### The records
----------------------------------------

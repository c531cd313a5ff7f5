//! URL manifest: the newline-joined download URL list written once per run.

use anyhow::{Context, Result};
use std::fs;
use std::path::Path;

/// Writes `urls` to `path`, newline-joined with no trailing newline.
///
/// The content is exactly the input sequence in order, independent of how
/// the downloads went. Creates the parent directory if needed; overwrites
/// an existing file.
pub fn write_manifest(urls: &[String], path: &Path) -> Result<()> {
    if let Some(parent) = path.parent() {
        if !parent.as_os_str().is_empty() {
            fs::create_dir_all(parent)
                .with_context(|| format!("create manifest dir: {}", parent.display()))?;
        }
    }
    fs::write(path, urls.join("\n"))
        .with_context(|| format!("write manifest: {}", path.display()))
}

#[cfg(test)]
mod tests {
    use super::*;

    #[test]
    fn content_is_newline_joined_exactly() {
        let dir = tempfile::tempdir().unwrap();
        let path = dir.path().join("top100.txt");
        let urls = vec![
            "https://repo1.maven.org/maven2/a/b/1.0/b-1.0.jar".to_string(),
            "https://repo1.maven.org/maven2/c/d/2.0/d-2.0.jar".to_string(),
        ];
        write_manifest(&urls, &path).unwrap();
        assert_eq!(
            fs::read_to_string(&path).unwrap(),
            "https://repo1.maven.org/maven2/a/b/1.0/b-1.0.jar\nhttps://repo1.maven.org/maven2/c/d/2.0/d-2.0.jar"
        );
    }

    #[test]
    fn empty_list_writes_empty_file() {
        let dir = tempfile::tempdir().unwrap();
        let path = dir.path().join("top100.txt");
        write_manifest(&[], &path).unwrap();
        assert_eq!(fs::read_to_string(&path).unwrap(), "");
    }

    #[test]
    fn overwrites_previous_manifest() {
        let dir = tempfile::tempdir().unwrap();
        let path = dir.path().join("top100.txt");
        fs::write(&path, "old contents").unwrap();
        let urls = vec!["https://example.com/x.jar".to_string()];
        write_manifest(&urls, &path).unwrap();
        assert_eq!(fs::read_to_string(&path).unwrap(), "https://example.com/x.jar");
    }

    #[test]
    fn creates_parent_directory() {
        let dir = tempfile::tempdir().unwrap();
        let path = dir.path().join("nested/out/top100.txt");
        write_manifest(&["https://example.com/x.jar".to_string()], &path).unwrap();
        assert!(path.exists());
    }
}
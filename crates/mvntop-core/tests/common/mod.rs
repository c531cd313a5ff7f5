pub mod repo_server;
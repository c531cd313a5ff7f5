//! CLI command handlers. Each command is in its own file.

mod download;
mod list;
mod run;

pub use download::run_download;
pub use list::run_list;
pub use run::run_pipeline;

use mvntop_core::downloader::DownloadEvent;

/// Prints one per-URL progress line to stdout.
pub(crate) fn print_download_event(event: DownloadEvent<'_>) {
    match event {
        DownloadEvent::Started { url } => println!("Downloading {url}..."),
        DownloadEvent::Saved { path, .. } => println!("Saved to {}", path.display()),
        DownloadEvent::Failed { url, error } => println!("Failed to download {url}: {error}"),
    }
}
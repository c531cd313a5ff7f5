use anyhow::Result;
use serde::{Deserialize, Serialize};
use std::fs;
use std::path::PathBuf;

/// HTTP transfer parameters (optional section in config.toml).
#[derive(Debug, Clone, Serialize, Deserialize)]
pub struct HttpConfig {
    /// Connect timeout in seconds for artifact downloads.
    pub connect_timeout_secs: u64,
    /// Total transfer timeout in seconds for one artifact download.
    pub transfer_timeout_secs: u64,
    /// Optional receive buffer size in bytes (None = libcurl default).
    #[serde(default)]
    pub buffer_bytes: Option<usize>,
}

impl Default for HttpConfig {
    fn default() -> Self {
        Self {
            connect_timeout_secs: 30,
            transfer_timeout_secs: 3600,
            buffer_bytes: None,
        }
    }
}

/// Global configuration loaded from `~/.config/mvntop/config.toml`.
#[derive(Debug, Clone, Serialize, Deserialize)]
pub struct MvntopConfig {
    /// Number of JAR URLs to collect from the catalog (one extra may come back).
    pub limit: usize,
    /// Directory JARs are saved into.
    pub download_dir: String,
    /// File the URL manifest is written to.
    pub manifest_file: String,
    /// Optional HTTP transfer parameters; if missing, built-in defaults are used.
    #[serde(default)]
    pub http: Option<HttpConfig>,
}

impl Default for MvntopConfig {
    fn default() -> Self {
        Self {
            limit: 100,
            download_dir: "top100".to_string(),
            manifest_file: "top100.txt".to_string(),
            http: None,
        }
    }
}

pub fn config_path() -> Result<PathBuf> {
    let xdg_dirs = xdg::BaseDirectories::with_prefix("mvntop")?;
    Ok(xdg_dirs.place_config_file("config.toml")?)
}

/// Load configuration from disk, creating a default file if none exists.
pub fn load_or_init() -> Result<MvntopConfig> {
    let path = config_path()?;
    if !path.exists() {
        let default_cfg = MvntopConfig::default();
        let toml = toml::to_string_pretty(&default_cfg)?;
        if let Some(parent) = path.parent() {
            fs::create_dir_all(parent)?;
        }
        fs::write(&path, toml)?;
        tracing::info!("created default config at {}", path.display());
        return Ok(default_cfg);
    }

    let data = fs::read_to_string(&path)?;
    let cfg: MvntopConfig = toml::from_str(&data)?;
    Ok(cfg)
}
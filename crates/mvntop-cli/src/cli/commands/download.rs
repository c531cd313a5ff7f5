//! `mvntop download <manifest>` – download every URL listed in a file.

use anyhow::{Context, Result};
use mvntop_core::config::MvntopConfig;
use mvntop_core::downloader::{self, FetchOptions};
use std::fs;
use std::path::Path;

use super::print_download_event;

pub fn run_download(cfg: &MvntopConfig, manifest_path: &Path, output_dir: &Path) -> Result<()> {
    let data = fs::read_to_string(manifest_path)
        .with_context(|| format!("read URL list: {}", manifest_path.display()))?;
    let urls: Vec<String> = data
        .lines()
        .map(str::trim)
        .filter(|l| !l.is_empty())
        .map(String::from)
        .collect();

    let opts = FetchOptions::from_config(cfg.http.as_ref());
    let mut printer = print_download_event;
    let summary = downloader::download_all(&urls, output_dir, &opts, Some(&mut printer))?;

    println!(
        "Downloaded {} of {} file(s) to {}",
        summary.saved.len(),
        urls.len(),
        output_dir.display()
    );
    if !summary.failed.is_empty() {
        println!("{} download(s) failed; see the log for details.", summary.failed.len());
    }
    Ok(())
}
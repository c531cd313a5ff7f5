//! Catalog client for the Maven Central search API.
//!
//! Issues one bounded search request against the Solr endpoint, parses the
//! JSON document list, and derives direct JAR URLs for the most-downloaded
//! artifacts.

mod parse;
mod query;
mod select;

pub use parse::{SearchDoc, SearchResponse, SearchResult};

use anyhow::{Context, Result};
use std::time::Duration;

/// Public search endpoint queried for artifact metadata.
pub const DEFAULT_SEARCH_URL: &str = "https://search.maven.org/solrsearch/select";
/// Repository root that direct JAR URLs are built under.
pub const DEFAULT_REPO_BASE: &str = "https://repo1.maven.org/maven2";
/// Default number of URLs to collect.
pub const DEFAULT_LIMIT: usize = 100;

const CONNECT_TIMEOUT: Duration = Duration::from_secs(15);
const TRANSFER_TIMEOUT: Duration = Duration::from_secs(60);

/// Catalog endpoints. `Default` points at Maven Central; tests point both
/// URLs at a local server.
#[derive(Debug, Clone)]
pub struct CatalogClient {
    /// Search endpoint (Solr select handler).
    pub search_url: String,
    /// Repository root for constructed download URLs.
    pub repo_base: String,
}

impl Default for CatalogClient {
    fn default() -> Self {
        Self {
            search_url: DEFAULT_SEARCH_URL.to_string(),
            repo_base: DEFAULT_REPO_BASE.to_string(),
        }
    }
}

impl CatalogClient {
    /// Fetches the most-downloaded artifacts and returns their JAR URLs.
    ///
    /// Never fails: any network, HTTP-status, or JSON-decoding error is
    /// logged and degraded to an empty list. Use [`try_fetch_top_jars`]
    /// when the caller wants the error.
    ///
    /// [`try_fetch_top_jars`]: CatalogClient::try_fetch_top_jars
    pub fn fetch_top_jars(&self, limit: usize) -> Vec<String> {
        match self.try_fetch_top_jars(limit) {
            Ok(urls) => urls,
            Err(e) => {
                tracing::error!("catalog fetch failed: {e:#}");
                Vec::new()
            }
        }
    }

    /// Like [`fetch_top_jars`], but propagates the failure.
    ///
    /// Requests `2 * limit` rows sorted by descending download count, then
    /// filters and accumulates URLs; the result can hold up to `limit + 1`
    /// entries (the selection stops one past the cap).
    ///
    /// [`fetch_top_jars`]: CatalogClient::fetch_top_jars
    pub fn try_fetch_top_jars(&self, limit: usize) -> Result<Vec<String>> {
        let request_url = format!("{}?{}", self.search_url, query::search_query(limit));
        tracing::debug!(url = %request_url, "querying catalog");

        let body = http_get(&request_url)?;
        let parsed: SearchResponse =
            serde_json::from_slice(&body).context("parse search response JSON")?;
        tracing::debug!(docs = parsed.response.docs.len(), "catalog returned documents");

        Ok(select::select_jar_urls(&parsed.response.docs, limit, &self.repo_base))
    }
}

/// Performs a GET and returns the response body. Fails on non-2xx status.
fn http_get(url: &str) -> Result<Vec<u8>> {
    let mut body: Vec<u8> = Vec::new();

    let mut easy = curl::easy::Easy::new();
    easy.url(url).context("invalid URL")?;
    easy.follow_location(true)?;
    easy.connect_timeout(CONNECT_TIMEOUT)?;
    easy.timeout(TRANSFER_TIMEOUT)?;

    {
        let mut transfer = easy.transfer();
        transfer.write_function(|data| {
            body.extend_from_slice(data);
            Ok(data.len())
        })?;
        transfer.perform().context("search request failed")?;
    }

    let code = easy.response_code().context("no response code")?;
    if !(200..300).contains(&code) {
        anyhow::bail!("GET {} returned HTTP {}", url, code);
    }

    Ok(body)
}
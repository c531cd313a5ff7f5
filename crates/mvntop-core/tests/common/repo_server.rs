//! Minimal HTTP/1.1 server with fixed routes for integration tests.
//!
//! Serves canned bodies by request path (query strings ignored); unknown
//! paths get 404. Good enough for the blocking curl client under test.

use std::collections::HashMap;
use std::io::{Read, Write};
use std::net::TcpListener;
use std::sync::Arc;
use std::thread;

/// One canned response.
pub struct Route {
    pub status: u16,
    pub body: Vec<u8>,
}

impl Route {
    pub fn ok(body: impl Into<Vec<u8>>) -> Self {
        Self {
            status: 200,
            body: body.into(),
        }
    }

    pub fn status(status: u16) -> Self {
        Self {
            status,
            body: Vec::new(),
        }
    }
}

/// Starts a server in a background thread serving `routes`. Returns the
/// base URL (e.g. "http://127.0.0.1:12345") with no trailing slash. The
/// server runs until the process exits.
pub fn start(routes: HashMap<String, Route>) -> String {
    let listener = TcpListener::bind("127.0.0.1:0").expect("bind");
    let port = listener.local_addr().unwrap().port();
    let routes = Arc::new(routes);
    thread::spawn(move || {
        for stream in listener.incoming().flatten() {
            let routes = Arc::clone(&routes);
            thread::spawn(move || handle(stream, &routes));
        }
    });
    format!("http://127.0.0.1:{port}")
}

fn handle(mut stream: std::net::TcpStream, routes: &HashMap<String, Route>) {
    let _ = stream.set_read_timeout(Some(std::time::Duration::from_secs(2)));
    let _ = stream.set_write_timeout(Some(std::time::Duration::from_secs(2)));
    let mut buf = [0u8; 8192];
    let n = match stream.read(&mut buf) {
        Ok(0) => return,
        Ok(n) => n,
        Err(_) => return,
    };
    let request = match std::str::from_utf8(&buf[..n]) {
        Ok(s) => s,
        Err(_) => return,
    };

    let path = request_path(request);
    let (status, body) = match routes.get(path) {
        Some(route) => (route.status, route.body.as_slice()),
        None => (404, &[][..]),
    };

    let response = format!(
        "HTTP/1.1 {} {}\r\nContent-Length: {}\r\nConnection: close\r\n\r\n",
        status,
        reason(status),
        body.len()
    );
    let _ = stream.write_all(response.as_bytes());
    let _ = stream.write_all(body);
}

/// Path of the request line, with any query string stripped.
fn request_path(request: &str) -> &str {
    let target = request
        .lines()
        .next()
        .and_then(|line| line.split_whitespace().nth(1))
        .unwrap_or("/");
    target.split('?').next().unwrap_or("/")
}

fn reason(status: u16) -> &'static str {
    match status {
        200 => "OK",
        404 => "Not Found",
        500 => "Internal Server Error",
        503 => "Service Unavailable",
        _ => "Status",
    }
}
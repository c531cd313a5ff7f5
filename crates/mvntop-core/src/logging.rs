//! Logging init: file under the XDG state dir, with a stderr fallback.

use anyhow::Result;
use std::fs;
use std::io;
use tracing_subscriber::fmt::writer::BoxMakeWriter;
use tracing_subscriber::fmt::MakeWriter;
use tracing_subscriber::EnvFilter;

const DEFAULT_FILTER: &str = "info,mvntop_core=debug,mvntop_cli=debug";

fn env_filter() -> EnvFilter {
    EnvFilter::try_from_default_env().unwrap_or_else(|_| EnvFilter::new(DEFAULT_FILTER))
}

/// Opens (appending) the log file at `~/.local/state/mvntop/mvntop.log`,
/// creating the directory if needed.
fn open_log_file() -> Result<(fs::File, std::path::PathBuf)> {
    let xdg_dirs = xdg::BaseDirectories::with_prefix("mvntop")?;
    let log_dir = xdg_dirs.get_state_home();
    fs::create_dir_all(&log_dir)?;
    let path = log_dir.join("mvntop.log");
    let file = fs::OpenOptions::new().create(true).append(true).open(&path)?;
    Ok((file, path))
}

/// Writer handed to the subscriber: the log file, or stderr when the file
/// handle cannot be cloned.
enum FileOrStderr {
    File(fs::File),
    Stderr,
}

impl io::Write for FileOrStderr {
    fn write(&mut self, buf: &[u8]) -> io::Result<usize> {
        match self {
            FileOrStderr::File(f) => f.write(buf),
            FileOrStderr::Stderr => io::stderr().lock().write(buf),
        }
    }

    fn flush(&mut self) -> io::Result<()> {
        match self {
            FileOrStderr::File(f) => f.flush(),
            FileOrStderr::Stderr => io::stderr().lock().flush(),
        }
    }
}

struct FileMakeWriter(fs::File);

impl<'a> MakeWriter<'a> for FileMakeWriter {
    type Writer = FileOrStderr;

    fn make_writer(&'a self) -> Self::Writer {
        self.0
            .try_clone()
            .map(FileOrStderr::File)
            .unwrap_or(FileOrStderr::Stderr)
    }
}

/// Initialize structured logging to the state-dir log file.
/// Returns Err when the log dir is unwritable so the caller can fall back
/// to `init_logging_stderr`.
pub fn init_logging() -> Result<()> {
    let (file, path) = open_log_file()?;
    let writer: BoxMakeWriter = BoxMakeWriter::new(FileMakeWriter(file));

    tracing_subscriber::fmt()
        .with_env_filter(env_filter())
        .with_writer(writer)
        .with_ansi(false)
        .init();

    tracing::info!("mvntop logging initialized at {}", path.display());
    Ok(())
}

/// Initialize logging to stderr only (no file).
pub fn init_logging_stderr() {
    tracing_subscriber::fmt()
        .with_env_filter(env_filter())
        .with_writer(io::stderr)
        .with_ansi(false)
        .init();
}
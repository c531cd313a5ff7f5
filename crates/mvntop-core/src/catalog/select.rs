//! Selection of JAR URLs from search documents.

use crate::url_model;

use super::parse::SearchDoc;

/// Keyword excluded by tag or by artifact-id substring (case-sensitive).
/// Hand-picked exclusion of the Scala ecosystem, not a general category
/// filter.
const EXCLUDED_KEYWORD: &str = "scala";

/// Walks `docs` in order and builds direct JAR URLs under `repo_base`.
///
/// Skips excluded documents and documents missing any of group, artifact,
/// or version. Stops only after the accumulated count exceeds `limit`, so
/// callers may get back `limit + 1` URLs.
pub(crate) fn select_jar_urls(docs: &[SearchDoc], limit: usize, repo_base: &str) -> Vec<String> {
    let mut urls = Vec::new();
    for doc in docs {
        let artifact = doc.a.as_deref().unwrap_or("");
        if doc.tags.iter().any(|t| t == EXCLUDED_KEYWORD) || artifact.contains(EXCLUDED_KEYWORD) {
            continue;
        }
        tracing::debug!(artifact, tags = ?doc.tags, "catalog doc passed filter");

        if let (Some(g), Some(a), Some(v)) = (&doc.g, &doc.a, &doc.latest_version) {
            if !g.is_empty() && !a.is_empty() && !v.is_empty() {
                urls.push(url_model::jar_url(repo_base, g, a, v));
            }
        }
        if urls.len() > limit {
            break;
        }
    }
    urls
}

#[cfg(test)]
mod tests {
    use super::*;

    const REPO: &str = "https://repo1.maven.org/maven2";

    fn doc(g: &str, a: &str, v: &str, tags: &[&str]) -> SearchDoc {
        SearchDoc {
            g: Some(g.to_string()),
            a: Some(a.to_string()),
            latest_version: Some(v.to_string()),
            tags: tags.iter().map(|t| t.to_string()).collect(),
        }
    }

    #[test]
    fn builds_urls_in_order() {
        let docs = [
            doc("org.example", "foo", "1.2.3", &["http"]),
            doc("com.acme", "bar", "0.9", &[]),
        ];
        assert_eq!(
            select_jar_urls(&docs, 10, REPO),
            [
                "https://repo1.maven.org/maven2/org/example/foo/1.2.3/foo-1.2.3.jar",
                "https://repo1.maven.org/maven2/com/acme/bar/0.9/bar-0.9.jar",
            ]
        );
    }

    #[test]
    fn skips_scala_tag() {
        let docs = [
            doc("org.example", "foo", "1.0", &["scala", "json"]),
            doc("org.example", "ok", "1.0", &[]),
        ];
        let urls = select_jar_urls(&docs, 10, REPO);
        assert_eq!(urls.len(), 1);
        assert!(urls[0].contains("/ok/"));
    }

    #[test]
    fn skips_scala_artifact_substring() {
        let docs = [
            doc("org.scala-lang", "scala-library", "2.13.12", &[]),
            doc("org.example", "rescala-core", "1.0", &[]),
        ];
        // Substring match, so "rescala-core" is caught as well.
        assert!(select_jar_urls(&docs, 10, REPO).is_empty());
    }

    #[test]
    fn scala_match_is_case_sensitive() {
        let docs = [doc("org.example", "Scalapack", "1.0", &[])];
        assert_eq!(select_jar_urls(&docs, 10, REPO).len(), 1);
    }

    #[test]
    fn skips_docs_missing_fields() {
        let docs = [
            SearchDoc {
                g: None,
                a: Some("foo".to_string()),
                latest_version: Some("1.0".to_string()),
                tags: Vec::new(),
            },
            SearchDoc {
                g: Some("org.example".to_string()),
                a: Some("bar".to_string()),
                latest_version: None,
                tags: Vec::new(),
            },
            doc("org.example", "", "1.0", &[]),
            doc("org.example", "ok", "1.0", &[]),
        ];
        let urls = select_jar_urls(&docs, 10, REPO);
        assert_eq!(urls.len(), 1);
        assert!(urls[0].ends_with("/ok-1.0.jar"));
    }

    #[test]
    fn stops_one_past_the_limit() {
        let docs: Vec<SearchDoc> = (0..10)
            .map(|i| doc("org.example", &format!("a{i}"), "1.0", &[]))
            .collect();
        assert_eq!(select_jar_urls(&docs, 3, REPO).len(), 4);
        assert_eq!(select_jar_urls(&docs, 10, REPO).len(), 10);
    }

    #[test]
    fn empty_docs_yield_empty_list() {
        assert!(select_jar_urls(&[], 10, REPO).is_empty());
    }
}
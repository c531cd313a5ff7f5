//! `mvntop run` – fetch the top catalog, download the JARs, write the manifest.

use anyhow::Result;
use mvntop_core::catalog::CatalogClient;
use mvntop_core::config::MvntopConfig;
use mvntop_core::downloader::{self, FetchOptions};
use mvntop_core::manifest;
use std::path::PathBuf;

use super::print_download_event;

pub fn run_pipeline(
    cfg: &MvntopConfig,
    limit: Option<usize>,
    output_dir: Option<PathBuf>,
    manifest_file: Option<PathBuf>,
) -> Result<()> {
    let limit = limit.unwrap_or(cfg.limit);
    let output_dir = output_dir.unwrap_or_else(|| PathBuf::from(&cfg.download_dir));
    let manifest_path = manifest_file.unwrap_or_else(|| PathBuf::from(&cfg.manifest_file));

    let urls = CatalogClient::default().fetch_top_jars(limit);
    if urls.is_empty() {
        println!("Catalog returned no URLs; see the log for details.");
    }
    for url in &urls {
        println!("{url}");
    }

    let opts = FetchOptions::from_config(cfg.http.as_ref());
    let mut printer = print_download_event;
    let summary = downloader::download_all(&urls, &output_dir, &opts, Some(&mut printer))?;

    manifest::write_manifest(&urls, &manifest_path)?;
    println!("Wrote {} URL(s) to {}", urls.len(), manifest_path.display());
    if !summary.failed.is_empty() {
        println!(
            "{} of {} download(s) failed; see the log for details.",
            summary.failed.len(),
            urls.len()
        );
    }
    Ok(())
}
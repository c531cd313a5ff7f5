//! Minimal structures for the Maven Central search (Solr) JSON response.

use serde::Deserialize;

/// Top-level search response wrapper.
#[derive(Debug, Deserialize)]
pub struct SearchResponse {
    pub response: SearchResult,
}

#[derive(Debug, Deserialize)]
pub struct SearchResult {
    #[serde(default)]
    pub docs: Vec<SearchDoc>,
}

/// One artifact document from the search index. Fields may be absent for
/// incomplete index entries.
#[derive(Debug, Deserialize)]
pub struct SearchDoc {
    /// Group id, dot-delimited (e.g. `org.example`).
    #[serde(default)]
    pub g: Option<String>,
    /// Artifact id.
    #[serde(default)]
    pub a: Option<String>,
    /// Latest published version.
    #[serde(default, rename = "latestVersion")]
    pub latest_version: Option<String>,
    /// Index tags (free-form keywords).
    #[serde(default)]
    pub tags: Vec<String>,
}
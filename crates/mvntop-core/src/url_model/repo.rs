//! Maven repository layout: direct JAR URL from group/artifact/version.

/// Builds the direct JAR URL for an artifact under `repo_base`.
///
/// Follows the standard repository layout: the group id's dots become path
/// separators, and the file is `{artifact}-{version}.jar`. A trailing slash
/// on `repo_base` is tolerated.
pub fn jar_url(repo_base: &str, group: &str, artifact: &str, version: &str) -> String {
    format!(
        "{}/{}/{}/{}/{}-{}.jar",
        repo_base.trim_end_matches('/'),
        group.replace('.', "/"),
        artifact,
        version,
        artifact,
        version
    )
}
//! CLI parse tests.

use super::{Cli, CliCommand};
use clap::Parser;

pub(super) fn parse(args: &[&str]) -> CliCommand {
    let cli = Cli::try_parse_from(args).unwrap();
    cli.command
}
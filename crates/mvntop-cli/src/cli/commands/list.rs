//! `mvntop list` – print the top catalog URLs without downloading.

use anyhow::Result;
use mvntop_core::catalog::CatalogClient;
use mvntop_core::config::MvntopConfig;

pub fn run_list(cfg: &MvntopConfig, limit: Option<usize>) -> Result<()> {
    let limit = limit.unwrap_or(cfg.limit);
    let urls = CatalogClient::default().fetch_top_jars(limit);
    if urls.is_empty() {
        println!("Catalog returned no URLs; see the log for details.");
        return Ok(());
    }
    for url in &urls {
        println!("{url}");
    }
    Ok(())
}
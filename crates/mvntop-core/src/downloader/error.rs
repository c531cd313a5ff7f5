//! Per-artifact download error type.

use thiserror::Error;

/// Error from a single artifact download (curl failure, HTTP error, or
/// filesystem failure). One of these never aborts the batch; the failed
/// URL is reported and the batch moves on.
#[derive(Debug, Error)]
pub enum FetchError {
    /// Curl reported an error (timeout, connection, DNS, etc.).
    #[error("{0}")]
    Curl(#[from] curl::Error),
    /// HTTP response had a non-2xx status.
    #[error("HTTP {0}")]
    Http(u32),
    /// Local file create/write/rename failed.
    #[error("storage: {0}")]
    Storage(#[from] std::io::Error),
}
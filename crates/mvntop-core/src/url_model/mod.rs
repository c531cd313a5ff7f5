//! URL modeling: Maven repository-layout URL construction and local
//! filename derivation from a download URL.

mod path;
mod repo;
mod sanitize;

pub use path::filename_from_url_path;
pub use repo::jar_url;
pub use sanitize::sanitize_filename_for_linux;

/// Default filename when the URL path yields nothing usable.
const DEFAULT_FILENAME: &str = "download.bin";

/// Derives a safe local filename from a download URL.
///
/// Uses the last path segment of `url`, sanitized for Linux. Regular jar
/// names (`foo-1.2.3.jar`) pass through unchanged.
pub fn derive_filename(url: &str) -> String {
    let raw = match filename_from_url_path(url) {
        Some(c) => c,
        None => return DEFAULT_FILENAME.to_string(),
    };

    let sanitized = sanitize_filename_for_linux(&raw);
    if sanitized.is_empty() || sanitized == "." || sanitized == ".." {
        DEFAULT_FILENAME.to_string()
    } else {
        sanitized
    }
}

----------------------------------------

Extract, from the material above, each line holding the word "crates".

### Task solution
filename crates/mvntop-core/tests/common/mod.rs
filename crates/mvntop-cli/src/cli/commands/download.rs
filename crates/mvntop-core/tests/common/repo_server.rs
filename crates/mvntop-core/src/logging.rs
filename crates/mvntop-core/src/catalog/select.rs
filename crates/mvntop-core/src/url_model/repo.rs
filename crates/mvntop-cli/src/cli/commands/list.rs
filename crates/mvntop-core/src/downloader/error.rs
filename crates/mvntop-core/src/url_model/mod.rs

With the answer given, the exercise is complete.